I originally wrote this article as a second point-counterpoint with Josh for the Hardcore League blog, but 7 months later, he has yet to respond. Maybe my point was so indisputable, Josh couldn’t come up with a rebuttal. Or maybe this was case #4718224 of “Josh being Josh.” Either way, here is my new vision, a movie about Justin’s heroic 2007 Fantasy Baseball season – Rise To Mediocrity.

I’ve seen Big Sandwich (Justin) play fantasy baseball since 2002. The results haven’t been pretty to say the least. After some horrible showings in York’s league from ‘02-‘04, he finally cashed in during the 2005 season in a different league. That year, we expanded to 3 fantasy leagues, and unfortunately the league he won doesn’t look too impressive on paper (6 team, deep AL only league). I can vouch that his team was loaded and he did very well in the draft and through free agent pickups. That is, until the last week of the season when he blew the lead, only to win it back on the final day.

I’m not sure what happened last winter, but Justin came out swinging in 2007. He finished 1st in a side league that he created. The level of competition was questionable, but he beat me out, so that is saying something. He finished second in the inaugural Hardcore League, holding on to first for a majority of the year. And in a third league, he finished second. This was a huge improvement over previous seasons, and it was hard to make fun of him too much while he was ahead of everyone in the standings.

Justin drafted quality teams, but like most successful fantasy owners, luck played a key role. Unless he really thought Ken Griffey and Kenny Lofton were going to be impact players all year.

Because of his past failures listed above, and one really memorable one, I think Disney should make a movie recapping Justin’s 2007 rise to fantasy excellence. It is the epitome of the underdog story. It would be like our own version of Rocky except without a homoerotic race vs. Apollo Creed on the beach. I have already booked Survivor to make the soundtrack, so we’ve got the ball rolling.

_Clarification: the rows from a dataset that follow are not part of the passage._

//! Cart session commands.
//!
//! # Environment Variables
//!
//! - `COCOBROWN_DATA_DIR` - Directory holding the stored cart
//! - `COCOBROWN_CART_TTL_DAYS` - Days before a stored cart expires

use std::cell::RefCell;
use std::rc::Rc;

use cocobrown_core::ProductId;
use cocobrown_storefront::{
    CartConfig, CartLoader, CartStore, CartView, KeyValueStorage, Recovery, Result,
};
use tracing::{debug, info, warn};

/// One user action applied after the cart is loaded.
#[derive(Debug, Clone, Copy, PartialEq, Eq)]
pub enum Operation {
    Show,
    Add(ProductId),
    SetQuantity(ProductId, i64),
    Remove(ProductId),
    Clear,
}

/// Load the session cart, apply `operation`, and show the result.
///
/// # Errors
///
/// Returns an error if the catalog or data directory cannot be opened.
pub fn run(config: &CartConfig, operation: Operation) -> Result<CartView> {
    let (mut cart, recovery) = CartLoader::from_config(config)?.load();

    if let Recovery::Recovered { item_count, .. } = recovery {
        info!("Cart recovered: {item_count} items");
    }

    // Changes are rendered as they happen; a run that changes nothing
    // renders the loaded cart instead.
    let rendered = Rc::new(RefCell::new(None));
    let sink = Rc::clone(&rendered);
    cart.subscribe(move |change| {
        debug!(action = %change.action, "Cart changed");
        let view = CartView::from(change);
        render(&view);
        *sink.borrow_mut() = Some(view);
    });

    if !apply(&mut cart, operation) {
        info!("Cart unchanged");
    }

    if cart.persist_failures() > 0 {
        warn!("Cart could not be saved; changes will be lost when this session ends");
    }

    let last_rendered = rendered.borrow_mut().take();
    Ok(last_rendered.unwrap_or_else(|| {
        let view = CartView::from(&cart);
        render(&view);
        view
    }))
}

fn apply<S: KeyValueStorage>(cart: &mut CartStore<S>, operation: Operation) -> bool {
    match operation {
        Operation::Show => true,
        Operation::Add(id) => {
            if cart.catalog().get(id).is_none() {
                warn!("Product {id} is not in the catalog");
                return false;
            }
            cart.add(id)
        }
        Operation::SetQuantity(id, quantity) => cart.set_quantity(id, quantity),
        Operation::Remove(id) => cart.remove(id),
        Operation::Clear => {
            cart.clear();
            true
        }
    }
}

fn render(view: &CartView) {
    if view.is_empty() {
        info!("Cart is empty");
        return;
    }

    for item in &view.items {
        info!(
            "{:>2} x {} ({}) = {}",
            item.quantity, item.name, item.price, item.line_price
        );
    }
    info!("{} items, subtotal {}", view.item_count, view.subtotal);
}

#[cfg(test)]
#[allow(clippy::unwrap_used)]
mod tests {
    use super::*;

    fn config(dir: &tempfile::TempDir) -> CartConfig {
        CartConfig {
            data_dir: dir.path().to_path_buf(),
            ..CartConfig::default()
        }
    }

    #[test]
    fn test_actions_carry_over_between_runs() {
        let dir = tempfile::tempdir().unwrap();
        let config = config(&dir);
        let brownie = ProductId::new(1);

        run(&config, Operation::Add(brownie)).unwrap();
        run(&config, Operation::Add(brownie)).unwrap();
        let view = run(&config, Operation::Show).unwrap();
        assert_eq!(view.item_count, 2);
        assert_eq!(view.subtotal, "R$ 36,00");

        let view = run(&config, Operation::SetQuantity(brownie, 150)).unwrap();
        assert_eq!(view.item_count, 99);

        let view = run(&config, Operation::Remove(brownie)).unwrap();
        assert!(view.is_empty());
    }

    #[test]
    fn test_changed_view_matches_reloaded_cart() {
        let dir = tempfile::tempdir().unwrap();
        let config = config(&dir);

        let added = run(&config, Operation::Add(ProductId::new(1))).unwrap();
        let shown = run(&config, Operation::Show).unwrap();
        assert_eq!(added, shown);
        assert_eq!(added.subtotal, "R$ 18,00");
    }

    #[test]
    fn test_clear_of_empty_cart_renders_empty_view() {
        let dir = tempfile::tempdir().unwrap();
        let view = run(&config(&dir), Operation::Clear).unwrap();
        assert_eq!(view, CartView::empty());
    }

    #[test]
    fn test_unknown_product_leaves_cart_empty() {
        let dir = tempfile::tempdir().unwrap();
        let view = run(&config(&dir), Operation::Add(ProductId::new(42))).unwrap();
        assert!(view.is_empty());
    }

    #[test]
    fn test_clear_removes_stored_files() {
        let dir = tempfile::tempdir().unwrap();
        let config = config(&dir);

        run(&config, Operation::Add(ProductId::new(1))).unwrap();
        let view = run(&config, Operation::Clear).unwrap();

        assert!(view.is_empty());
        assert_eq!(std::fs::read_dir(dir.path()).unwrap().count(), 0);
    }
}
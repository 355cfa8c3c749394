//! Newtype IDs for type-safe entity references.
//!
//! Use the `define_id!` macro to create type-safe ID wrappers that prevent
//! accidentally passing a bare integer where a catalog reference is expected.

/// Macro to define a type-safe ID wrapper.
///
/// Creates a newtype wrapper around `i32` with:
/// - `Serialize`/`Deserialize` with `#[serde(transparent)]`
/// - `Debug`, `Clone`, `Copy`, `PartialEq`, `Eq`, `Hash`, `PartialOrd`, `Ord`
/// - Conversion methods: `new()`, `as_i32()`, `is_positive()`
/// - `From<i32>` and `Into<i32>` implementations
///
/// # Example
///
/// ```rust
/// # use cocobrown_core::define_id;
/// define_id!(ProductId);
/// define_id!(CategoryId);
///
/// let product_id = ProductId::new(1);
/// let category_id = CategoryId::new(1);
///
/// // These are different types, so this won't compile:
/// // let _: ProductId = category_id;
/// ```
#[macro_export]
macro_rules! define_id {
    ($name:ident) => {
        #[derive(
            Debug,
            Clone,
            Copy,
            PartialEq,
            Eq,
            Hash,
            PartialOrd,
            Ord,
            ::serde::Serialize,
            ::serde::Deserialize
        )]
        #[serde(transparent)]
        pub struct $name(i32);

        impl $name {
            /// Create a new ID from an i32 value.
            #[must_use]
            pub const fn new(id: i32) -> Self {
                Self(id)
            }

            /// Get the underlying i32 value.
            #[must_use]
            pub const fn as_i32(&self) -> i32 {
                self.0
            }

            /// Whether the ID is a valid (strictly positive) reference.
            #[must_use]
            pub const fn is_positive(&self) -> bool {
                self.0 > 0
            }
        }

        impl ::core::fmt::Display for $name {
            fn fmt(&self, f: &mut ::core::fmt::Formatter<'_>) -> ::core::fmt::Result {
                write!(f, "{}", self.0)
            }
        }

        impl From<i32> for $name {
            fn from(id: i32) -> Self {
                Self(id)
            }
        }

        impl From<$name> for i32 {
            fn from(id: $name) -> Self {
                id.0
            }
        }
    };
}

// Catalog entity IDs
define_id!(ProductId);
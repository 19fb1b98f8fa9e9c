//! Formatting stream facade.
//!
//! [`FormattingStream`] pairs one [`IndentFilter`] with its output buffer and
//! presents an append-only writing interface: literal text, control codes
//! and block helpers, chainable with `?`.
//!
//! ```
//! use codefmt::FormattingStream;
//!
//! let mut out = Vec::new();
//! let mut stream = FormattingStream::new(&mut out);
//! stream
//!     .text("fn main() ")?
//!     .begin_block('{')?
//!     .text("run();")?
//!     .end_block('}')?;
//! stream.finish()?;
//! assert_eq!(out, b"fn main() {\n    run();\n}\n");
//! # Ok::<(), codefmt::FormatError>(())
//! ```
//!
//! # Teardown
//!
//! Dropping the stream flushes best-effort; a failure at that point is
//! logged and the undelivered output is lost. Use
//! [`finish`](FormattingStream::finish) to observe it.

use std::io;

use codefmt_buffer::{FilterBuffer, FilterError, Sink};
use thiserror::Error;

use crate::config::{ConfigError, FormatConfig};
use crate::control::{self, ControlCode};
use crate::indent::IndentFilter;

/// Error from a formatting stream operation.
#[derive(Debug, Error)]
pub enum FormatError {
    /// Output could not be delivered to the sink.
    #[error(transparent)]
    Filter(#[from] FilterError),
    /// The stream configuration is out of range.
    #[error("invalid format configuration: {0}")]
    Config(#[from] ConfigError),
}

impl From<FormatError> for io::Error {
    fn from(err: FormatError) -> Self {
        match err {
            FormatError::Filter(err) => err.into(),
            FormatError::Config(err) => io::Error::new(io::ErrorKind::InvalidInput, err),
        }
    }
}

/// Indenting text stream over a sink.
pub struct FormattingStream<S: Sink> {
    buffer: FilterBuffer<S, IndentFilter>,
}

impl<S: Sink> FormattingStream<S> {
    /// Create a stream with the default configuration.
    pub fn new(sink: S) -> Self {
        Self::from_valid_config(sink, FormatConfig::default())
    }

    /// Create a stream with `config`, rejecting out-of-range values.
    pub fn with_config(sink: S, config: FormatConfig) -> Result<Self, FormatError> {
        config.validate()?;
        Ok(Self::from_valid_config(sink, config))
    }

    fn from_valid_config(sink: S, config: FormatConfig) -> Self {
        tracing::trace!(?config, "creating formatting stream");
        let filter = IndentFilter::new(config.indent_width);
        Self {
            buffer: FilterBuffer::with_capacity(
                sink,
                filter,
                config.write_capacity,
                config.read_capacity,
            ),
        }
    }

    /// Write literal text. Embedded control characters take effect.
    pub fn text(&mut self, text: &str) -> Result<&mut Self, FormatError> {
        self.buffer.write_all(text.as_bytes())?;
        Ok(self)
    }

    /// Write a control code into the stream.
    pub fn control(&mut self, code: ControlCode) -> Result<&mut Self, FormatError> {
        self.buffer.write_all(&[code.as_byte()])?;
        Ok(self)
    }

    /// End the current line.
    pub fn eol(&mut self) -> Result<&mut Self, FormatError> {
        self.control(ControlCode::EndOfLine)
    }

    /// Open a nesting level at this point in the stream.
    pub fn indent_marker(&mut self) -> Result<&mut Self, FormatError> {
        self.control(ControlCode::Indent)
    }

    /// Close a nesting level at this point in the stream.
    pub fn undent_marker(&mut self) -> Result<&mut Self, FormatError> {
        self.control(ControlCode::Undent)
    }

    /// Write `open`, open a nesting level and end the line.
    pub fn begin_block(&mut self, open: char) -> Result<&mut Self, FormatError> {
        self.text(&control::begin(open))
    }

    /// Close a nesting level and write `close` on its own line.
    pub fn end_block(&mut self, close: char) -> Result<&mut Self, FormatError> {
        self.text(&control::end(close))
    }

    /// Like [`end_block`](Self::end_block) but leave the line open after
    /// `close`.
    pub fn soft_end_block(&mut self, close: char) -> Result<&mut Self, FormatError> {
        self.text(&control::soft_end(close))
    }

    /// Open a nesting level on the filter directly.
    ///
    /// Takes effect immediately, including for text that is still buffered
    /// and not yet filtered. Use [`indent_marker`](Self::indent_marker) to
    /// change depth at an exact point in the stream.
    pub fn indent(&mut self) -> &mut Self {
        self.buffer.filter_mut().indent();
        self
    }

    /// Close a nesting level on the filter directly. Does nothing at depth 0.
    ///
    /// Same timing caveat as [`indent`](Self::indent).
    pub fn undent(&mut self) -> &mut Self {
        self.buffer.filter_mut().undent();
        self
    }

    /// Current depth as seen by the filter.
    pub fn indent_level(&self) -> usize {
        self.buffer.filter().indent_level()
    }

    pub fn filter(&self) -> &IndentFilter {
        self.buffer.filter()
    }

    pub fn sink(&self) -> &S {
        self.buffer.sink()
    }

    /// Written bytes not yet filtered into the sink.
    pub fn pending(&self) -> &[u8] {
        self.buffer.pending()
    }

    /// Deliver everything written so far, including owed indentation.
    pub fn flush(&mut self) -> Result<(), FormatError> {
        self.buffer.drain()?;
        Ok(())
    }

    /// Deliver everything and close the stream, reporting any failure that
    /// dropping the stream would swallow.
    pub fn finish(mut self) -> Result<(), FormatError> {
        self.buffer.close()?;
        Ok(())
    }
}

impl<S: Sink> io::Write for FormattingStream<S> {
    fn write(&mut self, buf: &[u8]) -> io::Result<usize> {
        Ok(self.buffer.write(buf)?)
    }

    fn flush(&mut self) -> io::Result<()> {
        Ok(self.buffer.drain()?)
    }
}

Disney hasn’t called me back about this project, but I’ve got some actors lined up in case the movie is a go:


Eminem as Justin

Bob Wickman as Tony

Jonah Hill as Thomas

Kelly Clarkson as Beth

WWE Wrassler Trevor Murdoch as Josh

Yi Jianlan as Shaun

Daniel Craig as Jamie

I cannot guarantee that this will gross over $100 million, but I know there won’t be a dry eye in the theater once the closing credits are rolling. I think it will inspire a lot of people…to do a lot of heavy drinking and rioting.



Hey everyone, welcome to the comeback of bertflex.com.

Some might call this version BertFlex '08 - same crap, but the rosters are updated at least. Plus there is the new feature called "Blogging Camp" in which you can train your blogging game for the real season. Also "Dynasty Blog." We sure put the nasty in dynasty. Get some BertFlex '08 in stores now! Boom!